People as the vanguard

Having been deeply involved in counter-radicalisation work in Assam, I can attest that in these complex border regions, trust is a currency more important than surveillance. Community cooperation is the most effective early-warning tool. The emotional and ideological vacuums that extremist actors exploit are reduced by the state’s responsiveness, fair dispute resolution, inclusive governance and empathetic policing.

To truly insulate the Siliguri Corridor and the northeast, India’s response must move beyond conventional defence into a bold new phase of strategic resilience—a phase where realpolitik is at the fore of infrastructure and foreign-policy decisions.

The singular vulnerability of the current rail and road network should be eliminated. Infrastructure is the hidden force multiplier. India must urgently explore and accelerate alternate railway connectivity through Bhutan and Nepal. These mountainous alignments, while challenging, offer pathways that bypass the most exposed and easily interdicted sections of the current corridor. Furthermore, the idea of a strategic underpass or tunnel to the northeast must be moved from concept to a mission-mode project. This would offer a hardened, all-weather and strategically secured route, shielded from both kinetic and non-kinetic interdiction efforts.

Additionally, the Kaladan Multi-Modal Transit Transport Project offers a crucial land–sea route, bypassing Bangladesh entirely and linking Mizoram to the Bay of Bengal via Sittwe Port in Myanmar. This project, which has faced chronic delays, must be completed, and its connecting road network inside Myanmar finished on priority.
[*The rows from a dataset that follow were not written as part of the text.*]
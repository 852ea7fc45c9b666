//! CLI argument definitions for laddertrack.
//!
//! # Commands
//!
//! | Command | Description |
//! |---------|-------------|
//! | `providers` | Show effective provider configuration |
//! | `health` | Show persisted provider health scores |
//! | `season` | Resolve a ladder season, falling back to local data |
//! | `vars` | Dump the variable store |
//!
//! # Examples
//!
//! ```bash
//! laddertrack providers --format table
//! laddertrack season EU 58 --pretty
//! RUST_LOG=laddertrack=debug laddertrack season KR 58
//! laddertrack vars --prefix twitch_
//! ```

use std::path::PathBuf;

use clap::{Args, Parser, Subcommand, ValueEnum};

/// Resilient provider client tooling for the ladder tracker.
#[derive(Debug, Parser)]
#[command(name = "laddertrack", author, version, about)]
pub struct Cli {
    /// Output format for results.
    #[arg(long, global = true, value_enum, default_value_t = OutputFormat::Json)]
    pub format: OutputFormat,

    /// Pretty-print JSON output with indentation.
    #[arg(long, global = true, default_value_t = false)]
    pub pretty: bool,

    /// Warehouse home directory (defaults to LADDERTRACK_HOME or ~/.laddertrack).
    #[arg(long, global = true)]
    pub home: Option<PathBuf>,

    #[command(subcommand)]
    pub command: Command,
}

#[derive(Debug, Clone, Copy, PartialEq, Eq, ValueEnum)]
pub enum OutputFormat {
    /// Single JSON document.
    Json,
    /// Aligned text columns.
    Table,
}

#[derive(Debug, Subcommand)]
pub enum Command {
    /// Show effective configuration of every provider (or one).
    Providers(ProvidersArgs),

    /// Show the last persisted health score per provider.
    Health(HealthArgs),

    /// Resolve a ladder season from Battle.net, falling back to the local store.
    ///
    ///   laddertrack season EU 58
    ///   laddertrack season us 58 --deadline-ms 5000
    Season(SeasonArgs),

    /// Dump raw variables, optionally filtered by key prefix.
    Vars(VarsArgs),
}

#[derive(Debug, Args)]
pub struct ProvidersArgs {
    /// Restrict output to one provider.
    #[arg(long)]
    pub provider: Option<String>,
}

#[derive(Debug, Args)]
pub struct HealthArgs {
    /// Restrict output to one provider.
    #[arg(long)]
    pub provider: Option<String>,
}

#[derive(Debug, Args)]
pub struct SeasonArgs {
    /// Region code: US, EU, KR or CN.
    pub region: String,

    /// Battle.net season id.
    pub season: i32,

    /// Overall deadline for the external fetch, retries included.
    #[arg(long, default_value_t = 15_000)]
    pub deadline_ms: u64,
}

#[derive(Debug, Args)]
pub struct VarsArgs {
    /// Only keys starting with this prefix.
    #[arg(long, default_value = "")]
    pub prefix: String,
}

#[cfg(test)]
mod tests {
    use clap::CommandFactory;

    use super::*;

    #[test]
    fn definition_is_consistent() {
        Cli::command().debug_assert();
    }

    #[test]
    fn season_arguments_parse() {
        let cli = Cli::try_parse_from(["laddertrack", "--pretty", "season", "eu", "58"])
            .expect("parse");

        assert!(cli.pretty);
        match cli.command {
            Command::Season(args) => {
                assert_eq!(args.region, "eu");
                assert_eq!(args.season, 58);
                assert_eq!(args.deadline_ms, 15_000);
            }
            other => panic!("unexpected command: {other:?}"),
        }
    }
}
This requires dealing with all parties concerned in the region, including non-state actors, to secure the safety of the corridor. If India’s much-vaunted normative behaviour needs to be temporarily sacrificed at the altar of realpolitik to achieve this vital security objective, then so be it. Strategic necessity must trump ideological purity at this point.
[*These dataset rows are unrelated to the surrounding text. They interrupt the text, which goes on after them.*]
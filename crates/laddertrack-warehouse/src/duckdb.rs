//! `DuckDB` connection pooling.
//!
//! DuckDB allows a single database instance per file and process, so every pooled
//! connection is cloned from one root connection instead of reopening the file.

use std::ops::Deref;
use std::path::{Path, PathBuf};
use std::sync::{Arc, Mutex};

use ::duckdb::Connection;

struct PoolInner {
    db_path: PathBuf,
    max_idle: usize,
    root: Mutex<Connection>,
    idle: Mutex<Vec<Connection>>,
}

/// Small pool of connections sharing one `DuckDB` database instance.
#[derive(Clone)]
pub struct ConnectionPool {
    inner: Arc<PoolInner>,
}

impl ConnectionPool {
    /// Open the database file and prepare the pool.
    ///
    /// # Errors
    /// Returns an error if the database file cannot be opened or configured.
    pub fn open(path: impl Into<PathBuf>, max_idle: usize) -> Result<Self, ::duckdb::Error> {
        let db_path = path.into();
        let root = Connection::open(&db_path)?;
        root.execute_batch("PRAGMA disable_progress_bar;")?;

        Ok(Self {
            inner: Arc::new(PoolInner {
                db_path,
                max_idle: max_idle.max(1),
                root: Mutex::new(root),
                idle: Mutex::new(Vec::new()),
            }),
        })
    }

    /// Take an idle connection or clone a new one from the root connection.
    ///
    /// # Errors
    /// Returns an error if a new connection cannot be cloned.
    ///
    /// # Panics
    /// Panics if a pool mutex is poisoned.
    pub fn acquire(&self) -> Result<PooledConnection, ::duckdb::Error> {
        let idle = self
            .inner
            .idle
            .lock()
            .expect("duckdb idle pool mutex poisoned")
            .pop();

        let connection = match idle {
            Some(connection) => connection,
            None => self
                .inner
                .root
                .lock()
                .expect("duckdb root connection mutex poisoned")
                .try_clone()?,
        };

        Ok(PooledConnection {
            pool: Arc::clone(&self.inner),
            connection: Some(connection),
        })
    }

    #[must_use]
    pub fn db_path(&self) -> &Path {
        self.inner.db_path.as_path()
    }

    /// Number of connections currently parked in the pool.
    ///
    /// # Panics
    /// Panics if the idle pool mutex is poisoned.
    #[must_use]
    pub fn idle_len(&self) -> usize {
        self.inner
            .idle
            .lock()
            .expect("duckdb idle pool mutex poisoned")
            .len()
    }
}

/// A connection that goes back to the pool when dropped.
pub struct PooledConnection {
    pool: Arc<PoolInner>,
    connection: Option<Connection>,
}

impl Deref for PooledConnection {
    type Target = Connection;

    fn deref(&self) -> &Self::Target {
        self.connection
            .as_ref()
            .expect("pooled connection unexpectedly missing")
    }
}

impl Drop for PooledConnection {
    fn drop(&mut self) {
        let Some(connection) = self.connection.take() else {
            return;
        };

        let mut idle = self
            .pool
            .idle
            .lock()
            .expect("duckdb idle pool mutex poisoned");
        if idle.len() < self.pool.max_idle {
            idle.push(connection);
        }
    }
}
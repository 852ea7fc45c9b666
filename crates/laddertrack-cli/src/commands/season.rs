use std::sync::Arc;
use std::time::Duration;

use laddertrack_core::{
    BattleNetSeasonSource, HealthRegistry, ProviderClient, ProviderId, Region, SeasonResolution,
    SeasonResolver,
};
use laddertrack_warehouse::Warehouse;
use serde_json::json;

use crate::cli::SeasonArgs;
use crate::error::CliError;

use super::CommandOutput;

pub async fn run(args: &SeasonArgs, warehouse: Warehouse) -> Result<CommandOutput, CliError> {
    let region: Region = args.region.parse()?;
    let warehouse = Arc::new(warehouse);

    let registry = Arc::new(HealthRegistry::new(warehouse.clone()));
    let client = ProviderClient::from_env(ProviderId::Battlenet, &registry)?;
    let source = BattleNetSeasonSource::new(Arc::new(client)).with_store(warehouse.clone());
    let resolver = SeasonResolver::new(Arc::new(source), warehouse)
    .with_fetch_deadline(Duration::from_millis(args.deadline_ms));

    let resolution = resolver.resolve(region, args.season).await;

    // Persist this run's outcome so `laddertrack health` reflects it.
    tokio::task::spawn_blocking(move || registry.update_all())
        .await
        .map_err(|error| CliError::Command(error.to_string()))?;

    let resolution = resolution?;
    if !resolution.is_fresh() {
        tracing::info!(%region, requested = args.season, "serving locally stored season");
    }
    Ok(CommandOutput::new(
        season_row(&resolution),
        vec!["source", "region", "battlenet_id", "year", "number", "start", "end"],
    ))
}

fn season_row(resolution: &SeasonResolution) -> serde_json::Value {
    let season = resolution.season();
    json!({
        "source": if resolution.is_fresh() { "fresh" } else { "stale" },
        "region": season.region,
        "battlenet_id": season.battlenet_id,
        "year": season.year,
        "number": season.number,
        "start": season.start.to_string(),
        "end": season.end.to_string(),
    })
}
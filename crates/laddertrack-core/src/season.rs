//! Season resolution with local fallback.
//!
//! [`SeasonResolver::resolve`] asks the external [`SeasonSource`] first. When that fails
//! or answers empty, the most recent season recorded locally for the region is returned
//! instead, tagged [`SeasonResolution::Stale`].

use std::collections::BTreeMap;
use std::fmt::{self, Display, Formatter};
use std::str::FromStr;
use std::sync::{Arc, Mutex};
use std::time::Duration;

use futures::future::BoxFuture;
use laddertrack_warehouse::SeasonRecord;
use serde::{Deserialize, Serialize};
use time::macros::format_description;
use time::{Date, OffsetDateTime};

use crate::client::{with_deadline, ProviderClient};
use crate::error::{ClientError, StoreError, ValidationError};

/// Battle.net ladder region.
#[derive(Debug, Clone, Copy, PartialEq, Eq, PartialOrd, Ord, Hash, Serialize, Deserialize)]
#[serde(rename_all = "UPPERCASE")]
pub enum Region {
    Us,
    Eu,
    Kr,
    Cn,
}

impl Region {
    pub const ALL: [Self; 4] = [Self::Us, Self::Eu, Self::Kr, Self::Cn];

    pub const fn as_str(self) -> &'static str {
        match self {
            Self::Us => "US",
            Self::Eu => "EU",
            Self::Kr => "KR",
            Self::Cn => "CN",
        }
    }

    /// Numeric region id used in Battle.net API paths.
    pub const fn battlenet_id(self) -> u8 {
        match self {
            Self::Us => 1,
            Self::Eu => 2,
            Self::Kr => 3,
            Self::Cn => 5,
        }
    }
}

impl Display for Region {
    fn fmt(&self, f: &mut Formatter<'_>) -> fmt::Result {
        f.write_str(self.as_str())
    }
}

impl FromStr for Region {
    type Err = ValidationError;

    fn from_str(input: &str) -> Result<Self, Self::Err> {
        let normalized = input.trim().to_ascii_uppercase();
        Self::ALL
            .into_iter()
            .find(|region| region.as_str() == normalized)
            .ok_or_else(|| ValidationError::InvalidRegion {
                value: input.to_owned(),
            })
    }
}

time::serde::format_description!(iso_date, Date, "[year]-[month]-[day]");

#[derive(Debug, Clone, PartialEq, Eq, Serialize, Deserialize)]
pub struct Season {
    pub region: Region,
    pub battlenet_id: i32,
    pub year: i32,
    pub number: i32,
    #[serde(with = "iso_date")]
    pub start: Date,
    #[serde(with = "iso_date")]
    pub end: Date,
}

impl Season {
    /// Ordering key: later end, then later start, then higher season id.
    pub fn recency_key(&self) -> (Date, Date, i32) {
        (self.end, self.start, self.battlenet_id)
    }

    pub fn to_record(&self) -> SeasonRecord {
        SeasonRecord {
            region: self.region.as_str().to_owned(),
            battlenet_id: self.battlenet_id,
            year: self.year,
            number: self.number,
            start_date: format_date(self.start),
            end_date: format_date(self.end),
        }
    }

    pub fn from_record(record: &SeasonRecord) -> Result<Self, ValidationError> {
        Ok(Self {
            region: record.region.parse()?,
            battlenet_id: record.battlenet_id,
            year: record.year,
            number: record.number,
            start: parse_date(&record.start_date)?,
            end: parse_date(&record.end_date)?,
        })
    }
}

fn format_date(date: Date) -> String {
    format!(
        "{:04}-{:02}-{:02}",
        date.year(),
        u8::from(date.month()),
        date.day()
    )
}

fn parse_date(value: &str) -> Result<Date, ValidationError> {
    Date::parse(value, format_description!("[year]-[month]-[day]")).map_err(|_| {
        ValidationError::InvalidDate {
            value: value.to_owned(),
        }
    })
}

/// The most recent season of `seasons`, if any.
pub fn most_recent(seasons: impl IntoIterator<Item = Season>) -> Option<Season> {
    seasons.into_iter().max_by_key(Season::recency_key)
}

/// Resolved season tagged with where it came from.
#[derive(Debug, Clone, PartialEq, Eq, Serialize)]
#[serde(tag = "source", content = "season", rename_all = "snake_case")]
pub enum SeasonResolution {
    /// Fetched from the external source during this call.
    Fresh(Season),
    /// Taken from local storage because the external source was unavailable.
    Stale(Season),
}

impl SeasonResolution {
    pub fn season(&self) -> &Season {
        match self {
            Self::Fresh(season) | Self::Stale(season) => season,
        }
    }

    pub fn into_season(self) -> Season {
        match self {
            Self::Fresh(season) | Self::Stale(season) => season,
        }
    }

    pub fn is_fresh(&self) -> bool {
        matches!(self, Self::Fresh(_))
    }
}

/// External authority for season data.
pub trait SeasonSource: Send + Sync {
    fn fetch_season<'a>(
        &'a self,
        region: Region,
        battlenet_id: i32,
    ) -> BoxFuture<'a, Result<Option<Season>, ClientError>>;
}

/// Locally recorded seasons. Implementations may block.
pub trait SeasonStore: Send + Sync {
    fn seasons_for_region(&self, region: Region) -> Result<Vec<Season>, StoreError>;
    fn save_season(&self, season: &Season) -> Result<(), StoreError>;
}

#[derive(Debug, Default)]
pub struct InMemorySeasonStore {
    seasons: Mutex<BTreeMap<(Region, i32), Season>>,
}

impl InMemorySeasonStore {
    pub fn new() -> Self {
        Self::default()
    }

    pub fn with_seasons(seasons: impl IntoIterator<Item = Season>) -> Self {
        let store = Self::new();
        {
            let mut map = store
                .seasons
                .lock()
                .expect("season store lock is not poisoned");
            for season in seasons {
                map.insert((season.region, season.battlenet_id), season);
            }
        }
        store
    }
}

impl SeasonStore for InMemorySeasonStore {
    fn seasons_for_region(&self, region: Region) -> Result<Vec<Season>, StoreError> {
        let seasons = self
            .seasons
            .lock()
            .map_err(|_| StoreError::new("in-memory season store lock poisoned"))?;
        Ok(seasons
            .values()
            .filter(|season| season.region == region)
            .cloned()
            .collect())
    }

    fn save_season(&self, season: &Season) -> Result<(), StoreError> {
        let mut seasons = self
            .seasons
            .lock()
            .map_err(|_| StoreError::new("in-memory season store lock poisoned"))?;
        seasons.insert((season.region, season.battlenet_id), season.clone());
        Ok(())
    }
}

pub struct SeasonResolver {
    source: Arc<dyn SeasonSource>,
    store: Arc<dyn SeasonStore>,
    fetch_deadline: Option<Duration>,
}

impl SeasonResolver {
    pub fn new(source: Arc<dyn SeasonSource>, store: Arc<dyn SeasonStore>) -> Self {
        Self {
            source,
            store,
            fetch_deadline: None,
        }
    }

    /// Bound the external fetch, retries included. An elapsed deadline falls back to
    /// local data like any other failure.
    pub fn with_fetch_deadline(mut self, deadline: Duration) -> Self {
        self.fetch_deadline = Some(deadline);
        self
    }

    /// Resolve `battlenet_id` for `region`, preferring the external source.
    ///
    /// A freshly fetched season is recorded locally; failing to record it is logged and
    /// does not affect the result.
    pub async fn resolve(
        &self,
        region: Region,
        battlenet_id: i32,
    ) -> Result<SeasonResolution, ClientError> {
        let fetch = self.source.fetch_season(region, battlenet_id);
        let fetched = match self.fetch_deadline {
            Some(deadline) => with_deadline(deadline, fetch).await,
            None => fetch.await,
        };

        match fetched {
            Ok(Some(season)) => {
                let store = Arc::clone(&self.store);
                let saved = season.clone();
                let written = tokio::task::spawn_blocking(move || store.save_season(&saved))
                    .await
                    .map_err(|error| StoreError::new(error.to_string()))
                    .and_then(|result| result);
                if let Err(error) = written {
                    tracing::warn!(%region, battlenet_id, %error, "failed to record fetched season");
                }
                Ok(SeasonResolution::Fresh(season))
            }
            Ok(None) => {
                tracing::warn!(%region, battlenet_id, "season source returned nothing, using local season");
                self.local(region, battlenet_id).await
            }
            Err(error) => {
                tracing::warn!(%region, battlenet_id, %error, "season fetch failed, using local season");
                self.local(region, battlenet_id).await
            }
        }
    }

    async fn local(&self, region: Region, battlenet_id: i32) -> Result<SeasonResolution, ClientError> {
        let store = Arc::clone(&self.store);
        let seasons = tokio::task::spawn_blocking(move || store.seasons_for_region(region))
            .await
            .map_err(|error| StoreError::new(error.to_string()))??;

        most_recent(seasons)
            .map(SeasonResolution::Stale)
            .ok_or(ClientError::SeasonNotFound {
                region,
                season: battlenet_id,
            })
    }
}

/// Battle.net ladder season payload.
#[derive(Debug, Deserialize)]
#[serde(rename_all = "camelCase")]
struct SeasonPayload {
    season_id: i32,
    number: i32,
    year: i32,
    start_date: String,
    end_date: String,
}

/// [`SeasonSource`] reading the current ladder season from the Battle.net API.
///
/// The endpoint only knows the current season; asking for any other id yields `None`.
/// With a store attached, a current season that was not the one asked for is still
/// recorded locally.
pub struct BattleNetSeasonSource {
    client: Arc<ProviderClient>,
    store: Option<Arc<dyn SeasonStore>>,
}

impl BattleNetSeasonSource {
    pub fn new(client: Arc<ProviderClient>) -> Self {
        Self {
            client,
            store: None,
        }
    }

    pub fn with_store(mut self, store: Arc<dyn SeasonStore>) -> Self {
        self.store = Some(store);
        self
    }

    async fn record_current(&self, season: Season) {
        let Some(store) = self.store.clone() else {
            return;
        };
        let (region, battlenet_id) = (season.region, season.battlenet_id);
        let written = tokio::task::spawn_blocking(move || store.save_season(&season))
            .await
            .map_err(|error| StoreError::new(error.to_string()))
            .and_then(|result| result);
        if let Err(error) = written {
            tracing::warn!(%region, battlenet_id, %error, "failed to record current season");
        }
    }
}

/// Decode a Battle.net season body, dates included.
fn decode_season(region: Region, body: &str) -> Result<Season, String> {
    let payload: SeasonPayload = serde_json::from_str(body).map_err(|error| error.to_string())?;
    let date = |raw: &str| {
        raw.trim()
            .parse::<i64>()
            .ok()
            .and_then(|seconds| OffsetDateTime::from_unix_timestamp(seconds).ok())
            .map(OffsetDateTime::date)
            .ok_or_else(|| format!("season date is not an epoch timestamp: '{raw}'"))
    };

    Ok(Season {
        region,
        battlenet_id: payload.season_id,
        year: payload.year,
        number: payload.number,
        start: date(&payload.start_date)?,
        end: date(&payload.end_date)?,
    })
}

impl SeasonSource for BattleNetSeasonSource {
    fn fetch_season<'a>(
        &'a self,
        region: Region,
        battlenet_id: i32,
    ) -> BoxFuture<'a, Result<Option<Season>, ClientError>> {
        Box::pin(async move {
            let path = format!("sc2/ladder/season/{}", region.battlenet_id());
            let request = self.client.request(&path);
            let Some(current) = self
                .client
                .execute(request, |body| decode_season(region, body))
                .await?
            else {
                return Ok(None);
            };
            if current.battlenet_id != battlenet_id {
                tracing::debug!(
                    %region,
                    requested = battlenet_id,
                    current = current.battlenet_id,
                    "requested season is not current"
                );
                self.record_current(current).await;
                return Ok(None);
            }
            Ok(Some(current))
        })
    }
}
India also holds leverage over its neighbours, which could be exploited. Given the current geopolitical climate, New Delhi could remind Dhaka that its provocations, or tolerance of adversarial influence, could be returned in kind, as Bangladesh has its own vulnerabilities across states like Tripura and Meghalaya. Assam Chief Minister Himanta Biswa Sarma recently highlighted a much-needed reminder in this context. Some judicious military flexing or posturing across these points of vulnerability could also be explored to provide a necessary “wake-up call” to the government in Dhaka regarding the sanctity of India’s security red lines.

The corridor reimagined

For decades, we feared the Siliguri Corridor as the point where India could be severed. With foresight, discipline and strategic coherence, this fear can be inverted. The corridor can evolve from a chokepoint into a strategic launchpad, linking India not just to its northeast, but dynamically to southeast Asia and the wider Indo-Pacific. The strength of a corridor is defined not by its width on a map, but by the strength of the nation that guards it.

The author is a former DGP of Assam and currently the general secretary of the think tank, Society to Harmonise Aspirations for Responsible Engagement—SHARE.